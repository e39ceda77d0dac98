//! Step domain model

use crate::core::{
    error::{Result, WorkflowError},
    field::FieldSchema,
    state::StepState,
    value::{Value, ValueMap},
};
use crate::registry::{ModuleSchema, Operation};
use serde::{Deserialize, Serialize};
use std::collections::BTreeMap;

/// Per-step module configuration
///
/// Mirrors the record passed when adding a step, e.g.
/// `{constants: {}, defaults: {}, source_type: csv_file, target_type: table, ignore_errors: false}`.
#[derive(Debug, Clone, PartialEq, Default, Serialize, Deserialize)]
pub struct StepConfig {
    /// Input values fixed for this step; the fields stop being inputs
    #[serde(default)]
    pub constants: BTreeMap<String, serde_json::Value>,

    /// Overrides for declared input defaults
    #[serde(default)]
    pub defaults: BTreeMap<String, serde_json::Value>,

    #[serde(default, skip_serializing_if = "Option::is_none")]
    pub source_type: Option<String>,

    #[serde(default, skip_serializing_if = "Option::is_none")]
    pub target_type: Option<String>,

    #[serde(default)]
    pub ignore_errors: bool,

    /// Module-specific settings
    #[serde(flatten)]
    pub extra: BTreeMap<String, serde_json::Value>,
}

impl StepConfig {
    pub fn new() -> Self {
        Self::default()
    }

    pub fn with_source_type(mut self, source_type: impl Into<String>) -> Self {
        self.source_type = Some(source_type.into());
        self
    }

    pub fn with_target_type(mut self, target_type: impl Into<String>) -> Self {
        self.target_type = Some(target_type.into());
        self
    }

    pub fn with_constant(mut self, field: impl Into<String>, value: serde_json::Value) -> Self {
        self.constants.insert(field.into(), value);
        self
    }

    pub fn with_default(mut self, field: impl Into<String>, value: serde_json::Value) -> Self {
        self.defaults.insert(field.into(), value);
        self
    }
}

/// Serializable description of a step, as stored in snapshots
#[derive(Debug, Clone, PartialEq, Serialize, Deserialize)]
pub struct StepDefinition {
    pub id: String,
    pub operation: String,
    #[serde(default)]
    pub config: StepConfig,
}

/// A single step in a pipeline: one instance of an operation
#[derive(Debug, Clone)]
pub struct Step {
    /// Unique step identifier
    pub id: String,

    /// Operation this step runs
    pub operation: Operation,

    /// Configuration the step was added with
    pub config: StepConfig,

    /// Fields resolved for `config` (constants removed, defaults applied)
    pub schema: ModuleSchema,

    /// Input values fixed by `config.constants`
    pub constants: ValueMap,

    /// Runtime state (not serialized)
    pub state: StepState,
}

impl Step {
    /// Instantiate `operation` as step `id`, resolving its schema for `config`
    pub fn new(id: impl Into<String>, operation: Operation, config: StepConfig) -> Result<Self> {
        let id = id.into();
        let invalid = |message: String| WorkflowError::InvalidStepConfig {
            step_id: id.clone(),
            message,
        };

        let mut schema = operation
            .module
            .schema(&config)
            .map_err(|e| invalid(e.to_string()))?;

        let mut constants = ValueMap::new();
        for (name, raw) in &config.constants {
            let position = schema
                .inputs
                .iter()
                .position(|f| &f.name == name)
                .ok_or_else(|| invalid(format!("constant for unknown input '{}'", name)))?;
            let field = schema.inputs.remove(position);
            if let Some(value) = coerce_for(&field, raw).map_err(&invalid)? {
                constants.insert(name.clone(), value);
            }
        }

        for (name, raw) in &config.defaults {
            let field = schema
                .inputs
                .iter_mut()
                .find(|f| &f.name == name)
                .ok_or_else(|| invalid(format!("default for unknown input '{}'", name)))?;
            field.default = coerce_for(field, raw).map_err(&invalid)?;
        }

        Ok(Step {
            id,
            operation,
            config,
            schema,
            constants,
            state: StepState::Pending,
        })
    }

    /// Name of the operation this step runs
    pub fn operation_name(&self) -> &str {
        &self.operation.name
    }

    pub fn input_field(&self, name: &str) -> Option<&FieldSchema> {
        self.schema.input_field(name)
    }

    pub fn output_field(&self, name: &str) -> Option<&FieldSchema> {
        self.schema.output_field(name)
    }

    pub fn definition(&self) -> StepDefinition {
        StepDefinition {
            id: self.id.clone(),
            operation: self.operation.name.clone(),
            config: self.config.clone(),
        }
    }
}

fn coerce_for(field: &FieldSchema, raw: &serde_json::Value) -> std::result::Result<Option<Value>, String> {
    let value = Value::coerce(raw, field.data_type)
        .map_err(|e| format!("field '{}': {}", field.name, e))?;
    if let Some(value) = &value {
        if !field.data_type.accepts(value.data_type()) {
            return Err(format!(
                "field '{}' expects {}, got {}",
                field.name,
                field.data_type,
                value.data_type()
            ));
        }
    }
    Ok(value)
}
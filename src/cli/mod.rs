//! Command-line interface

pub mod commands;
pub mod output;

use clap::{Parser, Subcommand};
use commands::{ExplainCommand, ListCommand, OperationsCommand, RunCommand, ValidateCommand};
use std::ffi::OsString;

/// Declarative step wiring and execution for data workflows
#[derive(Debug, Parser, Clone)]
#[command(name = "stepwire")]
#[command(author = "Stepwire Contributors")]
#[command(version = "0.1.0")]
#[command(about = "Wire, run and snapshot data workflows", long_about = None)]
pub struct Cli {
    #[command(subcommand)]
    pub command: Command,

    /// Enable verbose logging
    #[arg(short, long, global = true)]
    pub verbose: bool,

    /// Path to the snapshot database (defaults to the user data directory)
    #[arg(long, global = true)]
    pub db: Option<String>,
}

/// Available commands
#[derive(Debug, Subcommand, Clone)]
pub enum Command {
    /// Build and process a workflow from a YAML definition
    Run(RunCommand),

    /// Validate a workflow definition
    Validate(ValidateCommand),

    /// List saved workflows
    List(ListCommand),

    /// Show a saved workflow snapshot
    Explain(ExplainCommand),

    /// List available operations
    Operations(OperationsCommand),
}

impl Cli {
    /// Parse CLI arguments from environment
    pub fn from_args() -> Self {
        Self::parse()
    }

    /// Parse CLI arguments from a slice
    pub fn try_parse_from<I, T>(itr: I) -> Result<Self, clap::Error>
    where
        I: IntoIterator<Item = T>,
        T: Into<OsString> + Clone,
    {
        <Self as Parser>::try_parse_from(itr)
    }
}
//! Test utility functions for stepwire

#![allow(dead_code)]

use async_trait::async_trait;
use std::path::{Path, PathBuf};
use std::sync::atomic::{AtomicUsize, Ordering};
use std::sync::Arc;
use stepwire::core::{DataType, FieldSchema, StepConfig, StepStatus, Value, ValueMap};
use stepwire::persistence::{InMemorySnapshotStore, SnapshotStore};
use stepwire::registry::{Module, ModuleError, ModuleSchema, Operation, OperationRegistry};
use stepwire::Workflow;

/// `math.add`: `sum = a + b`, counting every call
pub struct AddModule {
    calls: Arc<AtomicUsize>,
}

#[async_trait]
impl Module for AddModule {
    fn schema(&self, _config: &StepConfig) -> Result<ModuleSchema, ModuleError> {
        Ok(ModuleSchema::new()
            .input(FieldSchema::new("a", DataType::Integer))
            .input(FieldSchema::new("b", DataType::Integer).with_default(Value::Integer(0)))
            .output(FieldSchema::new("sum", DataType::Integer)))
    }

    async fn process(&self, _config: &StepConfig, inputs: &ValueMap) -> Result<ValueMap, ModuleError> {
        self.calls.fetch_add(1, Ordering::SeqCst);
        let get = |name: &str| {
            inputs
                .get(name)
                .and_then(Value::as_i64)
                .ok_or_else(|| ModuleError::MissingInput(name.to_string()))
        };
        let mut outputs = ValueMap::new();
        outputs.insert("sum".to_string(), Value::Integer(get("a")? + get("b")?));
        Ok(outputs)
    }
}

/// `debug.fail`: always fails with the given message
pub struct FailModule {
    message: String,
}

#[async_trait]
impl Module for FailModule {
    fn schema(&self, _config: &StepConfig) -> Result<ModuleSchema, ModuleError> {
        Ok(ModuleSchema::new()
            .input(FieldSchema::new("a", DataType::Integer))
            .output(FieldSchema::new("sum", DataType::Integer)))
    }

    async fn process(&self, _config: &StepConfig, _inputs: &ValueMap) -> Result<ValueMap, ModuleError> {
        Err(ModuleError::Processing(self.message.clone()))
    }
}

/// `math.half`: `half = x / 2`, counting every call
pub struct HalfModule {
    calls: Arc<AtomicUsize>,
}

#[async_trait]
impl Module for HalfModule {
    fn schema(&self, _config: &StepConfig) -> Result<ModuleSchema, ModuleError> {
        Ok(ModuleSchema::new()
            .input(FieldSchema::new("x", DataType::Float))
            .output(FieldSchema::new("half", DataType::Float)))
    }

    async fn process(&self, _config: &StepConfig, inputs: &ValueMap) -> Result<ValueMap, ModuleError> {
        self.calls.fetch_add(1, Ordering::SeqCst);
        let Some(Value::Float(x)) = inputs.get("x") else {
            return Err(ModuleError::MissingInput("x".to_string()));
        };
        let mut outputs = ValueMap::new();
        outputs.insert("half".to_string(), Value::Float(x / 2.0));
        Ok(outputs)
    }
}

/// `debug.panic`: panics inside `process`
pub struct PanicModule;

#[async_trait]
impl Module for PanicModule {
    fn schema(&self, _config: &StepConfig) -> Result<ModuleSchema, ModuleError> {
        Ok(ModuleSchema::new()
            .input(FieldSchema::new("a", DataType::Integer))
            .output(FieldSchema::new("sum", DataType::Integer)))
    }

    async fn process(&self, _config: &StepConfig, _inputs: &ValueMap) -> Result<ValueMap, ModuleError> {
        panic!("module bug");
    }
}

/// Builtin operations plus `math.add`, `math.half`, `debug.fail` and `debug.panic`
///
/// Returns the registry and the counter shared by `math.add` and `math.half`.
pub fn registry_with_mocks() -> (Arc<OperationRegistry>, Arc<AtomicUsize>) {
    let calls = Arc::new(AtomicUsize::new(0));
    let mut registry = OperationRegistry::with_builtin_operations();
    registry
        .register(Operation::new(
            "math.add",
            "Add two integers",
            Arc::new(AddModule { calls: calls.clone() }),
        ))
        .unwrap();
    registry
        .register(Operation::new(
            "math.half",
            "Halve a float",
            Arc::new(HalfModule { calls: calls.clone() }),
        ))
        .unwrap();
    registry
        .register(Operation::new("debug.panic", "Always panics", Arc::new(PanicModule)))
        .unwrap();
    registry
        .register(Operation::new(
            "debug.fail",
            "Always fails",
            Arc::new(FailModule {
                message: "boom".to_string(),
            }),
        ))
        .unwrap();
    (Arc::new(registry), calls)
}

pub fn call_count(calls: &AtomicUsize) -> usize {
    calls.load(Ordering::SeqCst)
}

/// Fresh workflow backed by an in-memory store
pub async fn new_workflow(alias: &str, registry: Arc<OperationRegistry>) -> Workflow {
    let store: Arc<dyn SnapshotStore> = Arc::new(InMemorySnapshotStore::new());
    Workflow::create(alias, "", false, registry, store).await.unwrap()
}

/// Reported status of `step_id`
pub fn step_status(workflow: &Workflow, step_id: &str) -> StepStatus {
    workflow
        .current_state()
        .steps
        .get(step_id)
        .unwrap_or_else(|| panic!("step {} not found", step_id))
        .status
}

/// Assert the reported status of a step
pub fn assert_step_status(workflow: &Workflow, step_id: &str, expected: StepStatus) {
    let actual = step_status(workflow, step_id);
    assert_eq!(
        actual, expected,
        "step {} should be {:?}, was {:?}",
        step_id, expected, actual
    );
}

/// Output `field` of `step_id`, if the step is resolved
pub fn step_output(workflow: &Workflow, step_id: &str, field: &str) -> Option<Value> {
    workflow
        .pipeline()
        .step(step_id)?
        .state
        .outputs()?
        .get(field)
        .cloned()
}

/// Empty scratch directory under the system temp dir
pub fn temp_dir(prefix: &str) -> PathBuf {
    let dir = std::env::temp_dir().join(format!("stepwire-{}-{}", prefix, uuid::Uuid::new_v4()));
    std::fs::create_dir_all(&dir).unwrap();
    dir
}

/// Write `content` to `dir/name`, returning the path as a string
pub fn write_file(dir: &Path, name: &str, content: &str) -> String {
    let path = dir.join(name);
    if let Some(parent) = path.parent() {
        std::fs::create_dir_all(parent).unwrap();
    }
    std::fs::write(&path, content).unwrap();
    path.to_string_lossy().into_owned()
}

---

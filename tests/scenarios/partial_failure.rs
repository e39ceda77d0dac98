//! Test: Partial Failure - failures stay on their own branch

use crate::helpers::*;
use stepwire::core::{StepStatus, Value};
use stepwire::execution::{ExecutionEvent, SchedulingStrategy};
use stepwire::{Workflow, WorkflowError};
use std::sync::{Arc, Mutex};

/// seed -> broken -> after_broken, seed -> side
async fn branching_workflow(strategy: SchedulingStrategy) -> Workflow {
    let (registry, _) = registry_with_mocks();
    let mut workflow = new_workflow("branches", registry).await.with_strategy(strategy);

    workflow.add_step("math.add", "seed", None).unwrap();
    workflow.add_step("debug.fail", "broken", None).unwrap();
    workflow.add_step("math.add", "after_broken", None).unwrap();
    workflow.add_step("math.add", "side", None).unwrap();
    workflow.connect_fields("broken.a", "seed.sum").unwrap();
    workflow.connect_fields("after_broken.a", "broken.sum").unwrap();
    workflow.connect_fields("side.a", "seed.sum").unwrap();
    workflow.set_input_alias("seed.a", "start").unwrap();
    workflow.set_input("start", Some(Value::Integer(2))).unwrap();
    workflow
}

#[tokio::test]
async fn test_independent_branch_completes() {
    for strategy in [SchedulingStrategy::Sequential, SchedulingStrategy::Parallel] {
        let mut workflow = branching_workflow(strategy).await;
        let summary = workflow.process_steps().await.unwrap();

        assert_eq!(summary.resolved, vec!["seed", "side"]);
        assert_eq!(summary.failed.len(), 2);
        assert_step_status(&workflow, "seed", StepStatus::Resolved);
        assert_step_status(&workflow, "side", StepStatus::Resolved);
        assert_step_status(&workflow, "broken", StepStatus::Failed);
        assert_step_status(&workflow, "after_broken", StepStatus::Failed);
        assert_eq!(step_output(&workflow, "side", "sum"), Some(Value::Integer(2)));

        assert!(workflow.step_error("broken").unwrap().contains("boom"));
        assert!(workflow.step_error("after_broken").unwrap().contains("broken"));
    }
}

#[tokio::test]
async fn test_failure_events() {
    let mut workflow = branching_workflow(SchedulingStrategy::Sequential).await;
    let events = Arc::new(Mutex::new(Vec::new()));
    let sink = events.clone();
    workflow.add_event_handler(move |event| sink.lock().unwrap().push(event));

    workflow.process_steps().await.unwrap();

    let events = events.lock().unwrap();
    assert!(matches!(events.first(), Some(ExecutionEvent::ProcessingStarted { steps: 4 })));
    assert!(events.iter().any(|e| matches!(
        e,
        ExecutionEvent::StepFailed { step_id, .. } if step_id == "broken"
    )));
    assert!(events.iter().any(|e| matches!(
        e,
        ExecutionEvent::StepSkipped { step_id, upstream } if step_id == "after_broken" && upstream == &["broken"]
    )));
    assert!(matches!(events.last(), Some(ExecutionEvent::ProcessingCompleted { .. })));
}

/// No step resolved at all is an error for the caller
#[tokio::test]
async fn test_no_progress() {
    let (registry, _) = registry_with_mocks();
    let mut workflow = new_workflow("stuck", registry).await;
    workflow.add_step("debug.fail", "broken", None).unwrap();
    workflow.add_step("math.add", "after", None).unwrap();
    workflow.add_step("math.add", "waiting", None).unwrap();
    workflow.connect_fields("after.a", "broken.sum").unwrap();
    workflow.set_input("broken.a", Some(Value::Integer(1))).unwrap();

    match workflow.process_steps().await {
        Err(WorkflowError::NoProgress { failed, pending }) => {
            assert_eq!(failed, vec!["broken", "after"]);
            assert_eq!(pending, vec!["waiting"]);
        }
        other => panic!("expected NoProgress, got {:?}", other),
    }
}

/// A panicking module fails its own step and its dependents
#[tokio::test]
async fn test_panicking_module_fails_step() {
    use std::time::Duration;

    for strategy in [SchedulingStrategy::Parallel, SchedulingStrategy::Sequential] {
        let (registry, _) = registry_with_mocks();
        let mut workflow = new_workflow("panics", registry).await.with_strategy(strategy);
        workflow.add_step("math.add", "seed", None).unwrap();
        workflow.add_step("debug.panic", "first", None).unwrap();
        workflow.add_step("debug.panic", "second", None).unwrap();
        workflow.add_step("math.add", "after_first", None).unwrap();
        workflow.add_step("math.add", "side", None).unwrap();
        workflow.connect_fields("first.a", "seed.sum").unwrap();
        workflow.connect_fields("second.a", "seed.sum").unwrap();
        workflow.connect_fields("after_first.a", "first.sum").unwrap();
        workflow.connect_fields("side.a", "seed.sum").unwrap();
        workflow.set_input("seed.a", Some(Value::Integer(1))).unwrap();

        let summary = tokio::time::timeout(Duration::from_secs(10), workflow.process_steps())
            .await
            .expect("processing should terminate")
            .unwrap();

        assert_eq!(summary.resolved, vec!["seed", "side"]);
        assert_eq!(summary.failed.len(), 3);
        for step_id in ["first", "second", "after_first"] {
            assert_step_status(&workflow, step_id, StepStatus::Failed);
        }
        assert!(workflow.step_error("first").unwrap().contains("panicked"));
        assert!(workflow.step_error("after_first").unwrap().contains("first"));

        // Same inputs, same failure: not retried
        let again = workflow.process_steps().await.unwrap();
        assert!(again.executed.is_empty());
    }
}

--

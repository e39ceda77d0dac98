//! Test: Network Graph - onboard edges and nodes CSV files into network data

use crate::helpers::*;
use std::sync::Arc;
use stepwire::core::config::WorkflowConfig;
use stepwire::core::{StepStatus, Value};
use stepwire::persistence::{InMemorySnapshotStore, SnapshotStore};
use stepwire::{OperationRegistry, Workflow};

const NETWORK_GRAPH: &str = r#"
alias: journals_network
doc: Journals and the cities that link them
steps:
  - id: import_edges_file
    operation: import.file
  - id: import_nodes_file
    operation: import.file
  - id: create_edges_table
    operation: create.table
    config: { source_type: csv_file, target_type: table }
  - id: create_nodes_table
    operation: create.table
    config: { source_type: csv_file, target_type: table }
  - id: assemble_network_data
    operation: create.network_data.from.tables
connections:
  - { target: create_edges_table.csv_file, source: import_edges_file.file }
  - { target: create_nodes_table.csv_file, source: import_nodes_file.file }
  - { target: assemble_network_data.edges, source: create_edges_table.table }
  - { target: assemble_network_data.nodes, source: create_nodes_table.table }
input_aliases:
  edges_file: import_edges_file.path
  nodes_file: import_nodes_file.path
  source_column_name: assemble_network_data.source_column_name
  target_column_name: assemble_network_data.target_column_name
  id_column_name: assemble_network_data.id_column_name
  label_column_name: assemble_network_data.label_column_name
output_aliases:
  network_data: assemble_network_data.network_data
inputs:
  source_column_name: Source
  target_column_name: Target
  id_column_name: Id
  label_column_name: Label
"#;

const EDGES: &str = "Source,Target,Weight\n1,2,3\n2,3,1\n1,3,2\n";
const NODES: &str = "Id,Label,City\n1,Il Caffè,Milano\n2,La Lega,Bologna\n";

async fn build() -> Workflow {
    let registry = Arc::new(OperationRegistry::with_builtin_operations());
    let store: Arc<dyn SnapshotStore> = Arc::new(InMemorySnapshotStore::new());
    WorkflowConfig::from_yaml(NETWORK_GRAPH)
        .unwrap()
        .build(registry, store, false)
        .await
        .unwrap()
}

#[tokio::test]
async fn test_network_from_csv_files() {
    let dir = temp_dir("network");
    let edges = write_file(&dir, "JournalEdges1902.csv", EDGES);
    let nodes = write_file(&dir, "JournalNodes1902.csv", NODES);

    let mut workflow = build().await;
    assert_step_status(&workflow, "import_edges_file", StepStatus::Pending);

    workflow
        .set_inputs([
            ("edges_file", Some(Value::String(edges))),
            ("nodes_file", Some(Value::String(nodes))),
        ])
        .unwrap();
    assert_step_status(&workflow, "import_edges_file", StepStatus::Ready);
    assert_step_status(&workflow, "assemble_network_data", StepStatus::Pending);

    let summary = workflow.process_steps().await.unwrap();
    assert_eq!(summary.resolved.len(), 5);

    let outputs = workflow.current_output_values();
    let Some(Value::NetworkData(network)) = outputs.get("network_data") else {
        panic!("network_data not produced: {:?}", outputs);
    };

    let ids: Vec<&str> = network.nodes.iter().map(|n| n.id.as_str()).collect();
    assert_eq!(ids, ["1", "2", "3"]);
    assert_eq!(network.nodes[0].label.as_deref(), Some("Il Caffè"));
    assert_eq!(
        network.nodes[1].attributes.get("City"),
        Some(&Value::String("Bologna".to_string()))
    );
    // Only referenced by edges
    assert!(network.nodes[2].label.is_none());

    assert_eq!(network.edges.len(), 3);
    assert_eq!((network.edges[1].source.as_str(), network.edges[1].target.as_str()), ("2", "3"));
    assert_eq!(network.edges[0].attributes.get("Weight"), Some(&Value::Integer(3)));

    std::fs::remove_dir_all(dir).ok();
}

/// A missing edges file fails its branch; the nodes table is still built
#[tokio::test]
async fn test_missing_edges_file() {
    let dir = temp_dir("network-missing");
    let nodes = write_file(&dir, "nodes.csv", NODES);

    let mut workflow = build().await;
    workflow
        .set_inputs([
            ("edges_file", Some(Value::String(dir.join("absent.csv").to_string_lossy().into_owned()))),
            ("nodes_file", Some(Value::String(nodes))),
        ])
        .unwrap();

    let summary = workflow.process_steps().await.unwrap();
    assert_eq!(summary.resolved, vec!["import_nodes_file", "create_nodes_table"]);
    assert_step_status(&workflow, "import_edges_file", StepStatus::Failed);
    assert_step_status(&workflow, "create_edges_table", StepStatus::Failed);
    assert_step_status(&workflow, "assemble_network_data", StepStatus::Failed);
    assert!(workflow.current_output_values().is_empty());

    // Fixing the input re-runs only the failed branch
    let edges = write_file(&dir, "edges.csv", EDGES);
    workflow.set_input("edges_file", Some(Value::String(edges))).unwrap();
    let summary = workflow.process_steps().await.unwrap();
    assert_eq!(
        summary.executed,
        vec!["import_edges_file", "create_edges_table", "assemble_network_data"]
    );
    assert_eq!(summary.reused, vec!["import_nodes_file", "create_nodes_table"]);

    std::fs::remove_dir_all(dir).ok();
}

__TASK__: From the data above, return every line from the line that has "use stepwire::core::config::WorkflowConfig;" up to and including the line that has "- id: import_nodes_file", exactly.

__OUTPUT BELOW__:
use stepwire::core::config::WorkflowConfig;
use stepwire::core::{StepStatus, Value};
use stepwire::persistence::{InMemorySnapshotStore, SnapshotStore};
use stepwire::{OperationRegistry, Workflow};

const NETWORK_GRAPH: &str = r#"
alias: journals_network
doc: Journals and the cities that link them
steps:
  - id: import_edges_file
    operation: import.file
  - id: import_nodes_file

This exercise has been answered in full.